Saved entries
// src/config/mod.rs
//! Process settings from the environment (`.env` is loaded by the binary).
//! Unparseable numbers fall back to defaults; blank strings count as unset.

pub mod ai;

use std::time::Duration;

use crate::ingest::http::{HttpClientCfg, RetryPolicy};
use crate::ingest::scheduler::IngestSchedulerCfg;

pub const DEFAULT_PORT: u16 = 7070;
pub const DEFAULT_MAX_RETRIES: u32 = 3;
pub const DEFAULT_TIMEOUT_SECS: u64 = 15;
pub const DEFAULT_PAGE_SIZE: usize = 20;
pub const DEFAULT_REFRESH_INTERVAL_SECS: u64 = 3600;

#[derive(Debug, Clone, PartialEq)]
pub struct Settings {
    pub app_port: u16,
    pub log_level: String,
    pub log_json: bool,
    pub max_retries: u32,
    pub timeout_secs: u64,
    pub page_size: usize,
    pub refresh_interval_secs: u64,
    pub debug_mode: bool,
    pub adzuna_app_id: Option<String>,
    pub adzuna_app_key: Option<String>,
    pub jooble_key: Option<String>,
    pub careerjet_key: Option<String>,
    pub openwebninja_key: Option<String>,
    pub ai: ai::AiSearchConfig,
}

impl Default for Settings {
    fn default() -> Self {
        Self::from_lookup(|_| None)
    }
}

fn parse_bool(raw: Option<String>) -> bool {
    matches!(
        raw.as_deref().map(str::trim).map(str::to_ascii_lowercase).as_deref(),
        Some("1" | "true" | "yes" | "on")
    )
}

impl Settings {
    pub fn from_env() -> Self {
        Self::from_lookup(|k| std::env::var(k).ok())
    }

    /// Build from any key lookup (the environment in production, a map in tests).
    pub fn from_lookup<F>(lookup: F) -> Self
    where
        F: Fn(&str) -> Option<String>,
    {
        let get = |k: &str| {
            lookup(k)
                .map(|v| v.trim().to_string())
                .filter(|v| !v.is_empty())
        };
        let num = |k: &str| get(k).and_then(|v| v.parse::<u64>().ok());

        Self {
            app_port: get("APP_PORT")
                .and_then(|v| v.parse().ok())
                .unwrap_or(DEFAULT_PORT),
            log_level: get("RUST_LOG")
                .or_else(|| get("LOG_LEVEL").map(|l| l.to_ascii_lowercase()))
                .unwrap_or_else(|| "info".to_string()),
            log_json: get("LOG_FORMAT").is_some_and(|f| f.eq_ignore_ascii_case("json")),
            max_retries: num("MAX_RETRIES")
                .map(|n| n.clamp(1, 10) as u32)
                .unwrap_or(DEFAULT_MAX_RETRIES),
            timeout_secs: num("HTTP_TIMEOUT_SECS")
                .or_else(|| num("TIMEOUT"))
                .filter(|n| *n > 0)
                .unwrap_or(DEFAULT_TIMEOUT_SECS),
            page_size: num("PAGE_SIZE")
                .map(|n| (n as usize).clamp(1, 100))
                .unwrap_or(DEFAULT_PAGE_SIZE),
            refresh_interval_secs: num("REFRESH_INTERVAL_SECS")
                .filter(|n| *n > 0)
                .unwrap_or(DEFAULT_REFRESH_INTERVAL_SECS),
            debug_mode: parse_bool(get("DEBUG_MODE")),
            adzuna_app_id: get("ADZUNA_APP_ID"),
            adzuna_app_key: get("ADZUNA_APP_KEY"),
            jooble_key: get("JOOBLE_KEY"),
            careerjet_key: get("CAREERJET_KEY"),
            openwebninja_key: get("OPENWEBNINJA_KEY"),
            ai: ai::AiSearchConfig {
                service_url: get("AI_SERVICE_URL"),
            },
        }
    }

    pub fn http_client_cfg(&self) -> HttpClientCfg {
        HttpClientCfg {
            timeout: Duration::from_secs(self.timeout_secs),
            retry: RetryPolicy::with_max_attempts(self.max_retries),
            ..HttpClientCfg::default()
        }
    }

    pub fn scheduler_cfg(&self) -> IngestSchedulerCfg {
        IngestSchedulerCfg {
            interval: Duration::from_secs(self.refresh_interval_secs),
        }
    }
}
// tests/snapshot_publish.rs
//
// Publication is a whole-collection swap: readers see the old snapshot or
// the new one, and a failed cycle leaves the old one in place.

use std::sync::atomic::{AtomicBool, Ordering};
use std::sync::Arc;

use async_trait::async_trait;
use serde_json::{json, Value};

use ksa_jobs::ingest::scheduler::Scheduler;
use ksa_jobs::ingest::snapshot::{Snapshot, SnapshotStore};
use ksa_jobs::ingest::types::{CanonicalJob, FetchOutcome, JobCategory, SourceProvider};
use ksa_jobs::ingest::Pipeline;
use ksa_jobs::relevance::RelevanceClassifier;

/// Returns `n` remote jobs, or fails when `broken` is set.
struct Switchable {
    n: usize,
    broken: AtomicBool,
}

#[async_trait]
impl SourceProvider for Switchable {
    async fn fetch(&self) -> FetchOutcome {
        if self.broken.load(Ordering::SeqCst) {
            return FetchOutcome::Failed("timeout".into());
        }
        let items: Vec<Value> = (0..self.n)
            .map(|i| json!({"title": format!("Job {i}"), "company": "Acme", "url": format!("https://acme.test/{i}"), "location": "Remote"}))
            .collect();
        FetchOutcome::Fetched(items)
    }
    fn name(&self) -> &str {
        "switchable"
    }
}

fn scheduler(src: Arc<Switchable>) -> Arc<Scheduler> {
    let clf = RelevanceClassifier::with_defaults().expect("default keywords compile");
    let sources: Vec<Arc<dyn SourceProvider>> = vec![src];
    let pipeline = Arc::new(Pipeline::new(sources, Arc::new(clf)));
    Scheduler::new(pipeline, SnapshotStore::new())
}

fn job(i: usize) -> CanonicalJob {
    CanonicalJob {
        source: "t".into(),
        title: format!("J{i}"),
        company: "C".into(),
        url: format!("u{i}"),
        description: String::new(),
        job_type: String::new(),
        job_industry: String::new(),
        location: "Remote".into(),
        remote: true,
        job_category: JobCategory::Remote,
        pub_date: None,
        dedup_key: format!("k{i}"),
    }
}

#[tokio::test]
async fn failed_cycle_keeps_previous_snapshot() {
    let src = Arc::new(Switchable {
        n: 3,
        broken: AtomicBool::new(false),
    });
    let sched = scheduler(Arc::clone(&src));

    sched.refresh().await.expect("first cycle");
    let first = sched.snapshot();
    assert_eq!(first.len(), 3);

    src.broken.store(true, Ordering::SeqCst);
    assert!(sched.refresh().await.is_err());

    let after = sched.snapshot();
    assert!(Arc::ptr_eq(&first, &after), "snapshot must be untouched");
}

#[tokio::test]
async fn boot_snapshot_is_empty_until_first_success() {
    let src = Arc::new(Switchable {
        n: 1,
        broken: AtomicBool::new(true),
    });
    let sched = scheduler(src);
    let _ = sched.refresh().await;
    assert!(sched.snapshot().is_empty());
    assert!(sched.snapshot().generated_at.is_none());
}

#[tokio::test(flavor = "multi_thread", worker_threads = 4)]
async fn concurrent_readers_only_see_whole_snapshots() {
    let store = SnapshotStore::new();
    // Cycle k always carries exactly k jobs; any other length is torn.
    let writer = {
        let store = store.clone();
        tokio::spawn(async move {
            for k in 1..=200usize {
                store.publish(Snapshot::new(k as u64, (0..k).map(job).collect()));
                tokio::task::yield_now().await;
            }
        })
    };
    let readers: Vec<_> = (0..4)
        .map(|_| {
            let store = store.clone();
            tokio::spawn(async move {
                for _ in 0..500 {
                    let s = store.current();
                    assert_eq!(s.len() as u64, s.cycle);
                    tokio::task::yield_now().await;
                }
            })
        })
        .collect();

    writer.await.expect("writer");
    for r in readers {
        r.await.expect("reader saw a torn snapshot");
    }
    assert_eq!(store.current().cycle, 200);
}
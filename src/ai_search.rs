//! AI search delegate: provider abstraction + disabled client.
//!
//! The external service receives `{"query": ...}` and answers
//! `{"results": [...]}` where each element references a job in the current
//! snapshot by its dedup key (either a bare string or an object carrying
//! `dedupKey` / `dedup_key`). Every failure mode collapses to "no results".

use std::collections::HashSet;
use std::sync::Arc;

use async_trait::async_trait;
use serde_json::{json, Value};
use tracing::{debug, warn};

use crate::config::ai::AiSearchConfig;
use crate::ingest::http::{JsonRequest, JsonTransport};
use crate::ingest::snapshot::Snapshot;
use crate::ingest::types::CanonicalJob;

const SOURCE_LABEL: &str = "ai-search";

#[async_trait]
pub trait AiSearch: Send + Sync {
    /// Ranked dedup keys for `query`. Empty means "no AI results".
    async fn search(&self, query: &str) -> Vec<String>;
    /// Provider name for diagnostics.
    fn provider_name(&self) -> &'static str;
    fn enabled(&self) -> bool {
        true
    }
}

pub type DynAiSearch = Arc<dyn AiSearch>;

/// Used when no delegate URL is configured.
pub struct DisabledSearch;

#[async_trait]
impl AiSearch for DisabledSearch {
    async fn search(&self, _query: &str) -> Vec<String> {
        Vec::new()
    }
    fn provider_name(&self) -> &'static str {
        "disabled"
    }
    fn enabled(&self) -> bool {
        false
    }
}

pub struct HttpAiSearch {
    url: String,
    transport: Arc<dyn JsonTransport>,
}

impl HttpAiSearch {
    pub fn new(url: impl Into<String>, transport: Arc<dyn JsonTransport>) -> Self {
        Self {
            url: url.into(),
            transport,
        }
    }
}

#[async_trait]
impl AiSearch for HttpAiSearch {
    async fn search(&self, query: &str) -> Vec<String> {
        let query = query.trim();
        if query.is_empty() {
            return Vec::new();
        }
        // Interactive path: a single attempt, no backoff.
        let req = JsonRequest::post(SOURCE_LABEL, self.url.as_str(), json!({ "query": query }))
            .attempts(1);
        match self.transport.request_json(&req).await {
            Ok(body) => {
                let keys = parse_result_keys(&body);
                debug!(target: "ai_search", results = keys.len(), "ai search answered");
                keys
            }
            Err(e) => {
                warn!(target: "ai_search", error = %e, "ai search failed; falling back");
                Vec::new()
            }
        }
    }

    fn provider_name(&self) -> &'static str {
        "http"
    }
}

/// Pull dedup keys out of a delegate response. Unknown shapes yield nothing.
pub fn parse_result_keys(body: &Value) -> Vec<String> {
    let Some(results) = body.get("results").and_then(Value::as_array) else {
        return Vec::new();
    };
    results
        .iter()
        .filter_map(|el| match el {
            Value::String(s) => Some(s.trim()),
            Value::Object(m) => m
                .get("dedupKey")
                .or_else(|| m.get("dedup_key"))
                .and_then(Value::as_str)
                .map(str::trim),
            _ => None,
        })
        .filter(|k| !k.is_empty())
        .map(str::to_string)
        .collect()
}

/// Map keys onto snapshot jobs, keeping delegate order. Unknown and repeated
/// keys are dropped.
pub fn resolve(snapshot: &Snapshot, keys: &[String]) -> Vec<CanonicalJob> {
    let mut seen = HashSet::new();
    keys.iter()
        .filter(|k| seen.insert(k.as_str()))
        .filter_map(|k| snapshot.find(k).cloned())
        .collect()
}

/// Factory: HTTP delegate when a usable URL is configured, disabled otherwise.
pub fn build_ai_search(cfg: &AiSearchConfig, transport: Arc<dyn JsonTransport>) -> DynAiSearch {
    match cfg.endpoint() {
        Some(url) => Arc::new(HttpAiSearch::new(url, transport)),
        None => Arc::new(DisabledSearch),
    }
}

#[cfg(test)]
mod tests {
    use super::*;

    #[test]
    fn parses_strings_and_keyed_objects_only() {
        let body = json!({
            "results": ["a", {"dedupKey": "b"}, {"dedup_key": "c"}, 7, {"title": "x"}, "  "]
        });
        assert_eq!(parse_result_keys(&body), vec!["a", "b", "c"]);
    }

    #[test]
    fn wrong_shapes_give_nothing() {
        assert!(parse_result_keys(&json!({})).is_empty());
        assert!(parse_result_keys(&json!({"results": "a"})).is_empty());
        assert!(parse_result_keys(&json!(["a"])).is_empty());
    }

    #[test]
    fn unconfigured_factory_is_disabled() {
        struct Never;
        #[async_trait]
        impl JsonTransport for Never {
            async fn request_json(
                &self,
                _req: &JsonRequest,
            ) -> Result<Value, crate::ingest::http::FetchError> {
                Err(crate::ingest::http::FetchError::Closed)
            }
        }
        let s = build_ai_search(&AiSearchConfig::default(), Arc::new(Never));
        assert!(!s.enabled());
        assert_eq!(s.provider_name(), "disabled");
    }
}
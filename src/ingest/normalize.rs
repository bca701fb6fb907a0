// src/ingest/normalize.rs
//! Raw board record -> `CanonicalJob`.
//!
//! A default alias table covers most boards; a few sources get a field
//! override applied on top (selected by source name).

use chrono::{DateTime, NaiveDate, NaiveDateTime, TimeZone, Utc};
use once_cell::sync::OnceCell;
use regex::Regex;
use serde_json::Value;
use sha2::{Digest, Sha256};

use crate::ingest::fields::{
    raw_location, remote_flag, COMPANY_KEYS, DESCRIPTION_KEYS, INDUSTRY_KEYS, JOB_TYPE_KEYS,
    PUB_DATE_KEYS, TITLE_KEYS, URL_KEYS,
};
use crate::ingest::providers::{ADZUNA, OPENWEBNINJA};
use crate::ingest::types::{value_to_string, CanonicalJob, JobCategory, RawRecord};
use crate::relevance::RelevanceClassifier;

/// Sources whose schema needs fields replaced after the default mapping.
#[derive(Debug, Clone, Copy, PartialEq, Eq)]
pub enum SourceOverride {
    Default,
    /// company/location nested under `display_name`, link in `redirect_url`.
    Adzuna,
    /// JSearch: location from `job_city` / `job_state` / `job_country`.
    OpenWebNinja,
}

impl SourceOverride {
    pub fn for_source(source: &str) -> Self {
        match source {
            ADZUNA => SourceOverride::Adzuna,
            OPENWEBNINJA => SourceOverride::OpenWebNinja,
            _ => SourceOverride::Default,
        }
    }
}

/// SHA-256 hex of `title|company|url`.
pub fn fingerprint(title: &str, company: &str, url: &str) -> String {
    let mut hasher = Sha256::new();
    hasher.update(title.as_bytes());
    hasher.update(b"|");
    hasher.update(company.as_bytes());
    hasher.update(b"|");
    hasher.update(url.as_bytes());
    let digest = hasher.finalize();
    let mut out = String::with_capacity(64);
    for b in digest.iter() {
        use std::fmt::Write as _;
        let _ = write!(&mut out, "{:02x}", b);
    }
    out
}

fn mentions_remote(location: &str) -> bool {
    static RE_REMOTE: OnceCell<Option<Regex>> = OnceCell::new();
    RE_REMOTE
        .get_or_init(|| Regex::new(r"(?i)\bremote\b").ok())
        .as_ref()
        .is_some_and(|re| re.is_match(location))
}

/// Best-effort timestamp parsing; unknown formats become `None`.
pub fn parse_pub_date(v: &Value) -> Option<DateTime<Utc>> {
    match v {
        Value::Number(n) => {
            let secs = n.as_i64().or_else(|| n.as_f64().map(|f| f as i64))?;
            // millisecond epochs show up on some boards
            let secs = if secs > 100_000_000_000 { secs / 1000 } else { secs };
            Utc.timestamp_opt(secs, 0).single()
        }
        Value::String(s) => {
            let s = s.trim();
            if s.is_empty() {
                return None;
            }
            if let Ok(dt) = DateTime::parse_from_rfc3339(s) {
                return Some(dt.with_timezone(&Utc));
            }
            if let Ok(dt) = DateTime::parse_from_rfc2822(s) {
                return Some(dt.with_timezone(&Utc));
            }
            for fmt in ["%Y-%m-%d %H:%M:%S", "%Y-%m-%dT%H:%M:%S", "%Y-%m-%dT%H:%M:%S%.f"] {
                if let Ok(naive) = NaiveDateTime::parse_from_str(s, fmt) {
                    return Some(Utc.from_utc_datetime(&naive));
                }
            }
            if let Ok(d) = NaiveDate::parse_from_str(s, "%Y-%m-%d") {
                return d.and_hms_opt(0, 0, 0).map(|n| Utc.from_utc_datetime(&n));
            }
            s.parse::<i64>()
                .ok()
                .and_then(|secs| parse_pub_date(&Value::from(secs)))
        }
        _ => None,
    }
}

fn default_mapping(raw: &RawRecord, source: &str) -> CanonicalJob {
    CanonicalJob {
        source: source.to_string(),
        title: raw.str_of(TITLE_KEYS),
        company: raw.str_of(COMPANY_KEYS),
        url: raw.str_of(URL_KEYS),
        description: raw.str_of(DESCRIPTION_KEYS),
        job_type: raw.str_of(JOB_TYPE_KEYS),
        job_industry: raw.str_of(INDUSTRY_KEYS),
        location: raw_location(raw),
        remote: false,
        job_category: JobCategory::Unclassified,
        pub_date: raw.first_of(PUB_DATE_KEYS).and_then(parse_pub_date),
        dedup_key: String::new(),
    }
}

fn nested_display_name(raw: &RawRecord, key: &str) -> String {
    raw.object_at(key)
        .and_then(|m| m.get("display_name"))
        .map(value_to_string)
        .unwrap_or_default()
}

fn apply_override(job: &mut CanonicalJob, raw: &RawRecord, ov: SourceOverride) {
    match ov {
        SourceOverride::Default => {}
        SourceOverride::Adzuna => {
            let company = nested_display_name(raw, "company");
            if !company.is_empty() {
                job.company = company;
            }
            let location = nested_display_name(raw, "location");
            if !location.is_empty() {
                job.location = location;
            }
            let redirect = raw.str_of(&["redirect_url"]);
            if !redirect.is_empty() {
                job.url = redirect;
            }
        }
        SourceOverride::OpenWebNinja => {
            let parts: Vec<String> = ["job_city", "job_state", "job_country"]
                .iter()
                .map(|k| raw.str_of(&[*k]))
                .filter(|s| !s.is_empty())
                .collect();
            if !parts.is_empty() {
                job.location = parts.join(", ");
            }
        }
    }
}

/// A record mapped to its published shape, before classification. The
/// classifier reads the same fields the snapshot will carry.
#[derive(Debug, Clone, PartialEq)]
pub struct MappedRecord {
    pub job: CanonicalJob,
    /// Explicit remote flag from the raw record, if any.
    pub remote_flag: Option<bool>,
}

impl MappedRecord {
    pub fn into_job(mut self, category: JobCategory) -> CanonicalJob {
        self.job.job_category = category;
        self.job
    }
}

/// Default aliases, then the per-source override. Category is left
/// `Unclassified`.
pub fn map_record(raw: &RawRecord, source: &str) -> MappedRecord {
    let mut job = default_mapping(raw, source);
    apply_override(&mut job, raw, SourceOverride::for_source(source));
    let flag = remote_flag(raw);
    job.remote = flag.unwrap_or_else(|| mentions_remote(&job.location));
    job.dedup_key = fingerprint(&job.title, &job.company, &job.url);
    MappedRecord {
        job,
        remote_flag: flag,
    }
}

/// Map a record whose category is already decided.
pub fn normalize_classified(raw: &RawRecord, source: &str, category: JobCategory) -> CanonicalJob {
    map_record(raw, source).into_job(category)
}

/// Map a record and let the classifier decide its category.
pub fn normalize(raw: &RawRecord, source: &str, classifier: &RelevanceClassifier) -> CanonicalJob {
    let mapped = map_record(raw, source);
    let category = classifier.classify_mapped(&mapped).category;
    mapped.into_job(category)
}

__Your instructions__.
Leave out every line above except those from the line with "hasher.update(title.as_bytes());" up to and including the line with "for b in digest.iter()", and copy those exactly.

__Worked solution__.
    hasher.update(title.as_bytes());
    hasher.update(b"|");
    hasher.update(company.as_bytes());
    hasher.update(b"|");
    hasher.update(url.as_bytes());
    let digest = hasher.finalize();
    let mut out = String::with_capacity(64);
    for b in digest.iter() {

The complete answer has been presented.